The Christ Mass festival has been celebrated since about 400 AD, Christ'
means 'Messiah' or 'Anointed One' - the title given to Jesus - and 'Mass' was
a religious festival. Today if you visited Britain from another planet you would
be forgiven for thinking that Christmas was a retail festival! This Christmas we
will rush around fulfilling the need to buy presents for our loved ones and
friends. But this is not what Christmas is about.
On the fourth Advent Sunday we remember Mary, chosen by God to
give birth to Jesus. Mary was a young girl possibly a teenager. She suddenly
finds herself pregnant and visited by angels. It could be a bad hair day! The
child she is carrying is destined to fulfil the prophesies concerning the Jewish
Messiah. He will change history and be a beacon for those who are
oppressed, a standard for all to live by in opposition to the standards of
society. She knew it was going to be hard and she was just a teenager. In her
life she had some hard journeys to make too-to Bethlehem, where Jesus was
born, to Egypt, where they had to go to escape the soldiers, and to the cross,
where she watched her son die. And yet she said yes to the angel.

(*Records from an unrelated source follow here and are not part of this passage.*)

//! Mentor allocation engine and registration-ID counter.
//!
//! The allocation workflow filters a capacity-constrained mentor pool for each
//! student, ranks the survivors deterministically and commits one seat per
//! student, producing an explainability trace along the way. The counter
//! workflow mints stable registration identifiers for newly admitted students.

pub mod config;
pub mod error;
pub mod telemetry;
pub mod workflows;
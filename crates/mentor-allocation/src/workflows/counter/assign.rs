use std::collections::{BTreeMap, HashMap};

use serde::Serialize;
use tracing::{debug, info, warn};

use super::domain::{
    AssignmentSource, CounterAssignment, CounterSummary, GenderSummary, NationalId,
    RegistrationId, RosterEntry, YearOffset, MAX_SEQUENCE,
};
use super::CounterError;
use crate::workflows::allocation::policy::{Gender, GenderCodes};

const MAX_DUPLICATE_SAMPLES: usize = 3;

/// Assigned ids in roster order plus per-gender totals.
#[derive(Debug, Clone, PartialEq, Eq, Serialize)]
pub struct CounterBatch {
    pub assignments: Vec<CounterAssignment>,
    pub summary: CounterSummary,
}

#[derive(Debug, Clone, Copy, Default)]
struct Bucket {
    next_sequence: u32,
    reused: usize,
    minted: usize,
    memoized: usize,
}

/// Mints and reuses registration ids for one academic year.
#[derive(Debug, Clone)]
pub struct CounterAssigner {
    academic_year: u16,
    year: YearOffset,
    codes: GenderCodes,
}

impl CounterAssigner {
    pub fn new(academic_year: u16, codes: GenderCodes) -> Result<Self, CounterError> {
        Ok(Self {
            academic_year,
            year: YearOffset::from_academic_year(academic_year)?,
            codes,
        })
    }

    /// Highest sequence already issued this year per gender, plus one.
    fn starting_buckets(&self, current_codes: &[String]) -> BTreeMap<Gender, Bucket> {
        let mut buckets: BTreeMap<Gender, Bucket> = Gender::ALL
            .into_iter()
            .map(|gender| {
                (
                    gender,
                    Bucket {
                        next_sequence: 1,
                        ..Bucket::default()
                    },
                )
            })
            .collect();

        let mut unparsed = 0usize;
        for raw in current_codes {
            let Some(issued) = RegistrationId::parse(raw) else {
                unparsed += 1;
                continue;
            };
            for (gender, bucket) in buckets.iter_mut() {
                if issued.has_prefix(self.year, self.codes.code_for(*gender)) {
                    bucket.next_sequence = bucket.next_sequence.max(u32::from(issued.sequence) + 1);
                }
            }
        }
        if unparsed > 0 {
            warn!(unparsed, "ignored current-year ids that are not nine digits");
        }
        buckets
    }

    /// Assign one id per roster row.
    ///
    /// Rows are visited in natural order of their national id so the result
    /// does not depend on input row order; the output keeps input order.
    pub fn assign(
        &self,
        roster: &[RosterEntry],
        prior: &BTreeMap<NationalId, String>,
        current_codes: &[String],
    ) -> Result<CounterBatch, CounterError> {
        info!(
            rows = roster.len(),
            prior = prior.len(),
            current = current_codes.len(),
            academic_year = self.academic_year,
            "counter assignment started"
        );
        let mut buckets = self.starting_buckets(current_codes);

        let mut order: Vec<usize> = (0..roster.len()).collect();
        order.sort_by_cached_key(|index| roster[*index].national_id.sort_key());

        let mut memo: HashMap<&NationalId, (String, Gender)> = HashMap::new();
        let mut slots: Vec<Option<CounterAssignment>> = vec![None; roster.len()];

        for index in order {
            let entry = &roster[index];
            let bucket = buckets.entry(entry.gender).or_default();

            let (registration_id, source) = if let Some((id, gender)) = memo.get(&entry.national_id) {
                if *gender != entry.gender {
                    warn!(
                        national_id = %entry.national_id,
                        row = entry.row,
                        "repeated identifier carries a different gender; keeping the first id"
                    );
                }
                bucket.memoized += 1;
                (id.clone(), AssignmentSource::Memoized)
            } else if let Some(id) = prior.get(&entry.national_id) {
                bucket.reused += 1;
                (id.clone(), AssignmentSource::PriorYear)
            } else {
                let sequence = u16::try_from(bucket.next_sequence)
                    .ok()
                    .filter(|sequence| *sequence <= MAX_SEQUENCE)
                    .ok_or(CounterError::SequenceOverflow {
                        gender: entry.gender,
                    })?;
                bucket.next_sequence += 1;
                bucket.minted += 1;
                let minted = RegistrationId {
                    year_offset: self.year.value(),
                    gender_code: self.codes.code_for(entry.gender),
                    sequence,
                };
                (minted.to_string(), AssignmentSource::Minted)
            };

            debug!(
                row = entry.row,
                registration_id = %registration_id,
                source = source.label(),
                "registration id assigned"
            );
            memo.entry(&entry.national_id)
                .or_insert_with(|| (registration_id.clone(), entry.gender));
            slots[index] = Some(CounterAssignment {
                row: entry.row,
                national_id: entry.national_id.clone(),
                gender: entry.gender,
                registration_id,
                source,
            });
        }

        let assignments: Vec<CounterAssignment> = slots.into_iter().flatten().collect();
        ensure_unique(&assignments)?;

        let summary = CounterSummary {
            academic_year: self.academic_year,
            year_offset: self.year,
            rows: assignments.len(),
            genders: buckets
                .into_iter()
                .map(|(gender, bucket)| GenderSummary {
                    gender,
                    gender_code: self.codes.code_for(gender),
                    reused: bucket.reused,
                    minted: bucket.minted,
                    memoized: bucket.memoized,
                    next_sequence: bucket.next_sequence,
                })
                .collect(),
        };
        info!(
            rows = summary.rows,
            minted = summary.genders.iter().map(|g| g.minted).sum::<usize>(),
            "counter assignment finished"
        );

        Ok(CounterBatch {
            assignments,
            summary,
        })
    }
}

/// Reject an id that was handed to two different national ids.
///
/// Reports up to three `(row, id)` samples of the later holders.
pub fn ensure_unique(assignments: &[CounterAssignment]) -> Result<(), CounterError> {
    let mut holders: HashMap<&str, &NationalId> = HashMap::new();
    let mut samples = Vec::new();

    for assignment in assignments {
        let holder = holders
            .entry(assignment.registration_id.as_str())
            .or_insert(&assignment.national_id);
        if *holder != &assignment.national_id {
            samples.push((assignment.row, assignment.registration_id.clone()));
            if samples.len() == MAX_DUPLICATE_SAMPLES {
                break;
            }
        }
    }

    if samples.is_empty() {
        Ok(())
    } else {
        Err(CounterError::DuplicateIdentifier { samples })
    }
}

So Mary went to stay with her cousin Elizabeth who also was expecting a
baby but was further advanced in her pregnancy. Mary went to a town in the
hill country of Judea. The Song of Mary is in the form of a hymn of praise
directed to God for his kindness toward Mary, with particular reference to
remnant Israel and reflecting the Old Testament sense of God's covenant
loyalty and loving kindness toward Israel, his hesed, Heb., "his faithful love".
To those who acknowledge God's position and authority. His mercy extends
to all people in all ages. Mary stayed approximately three months, indicating
that Mary probably stayed till the birth of John.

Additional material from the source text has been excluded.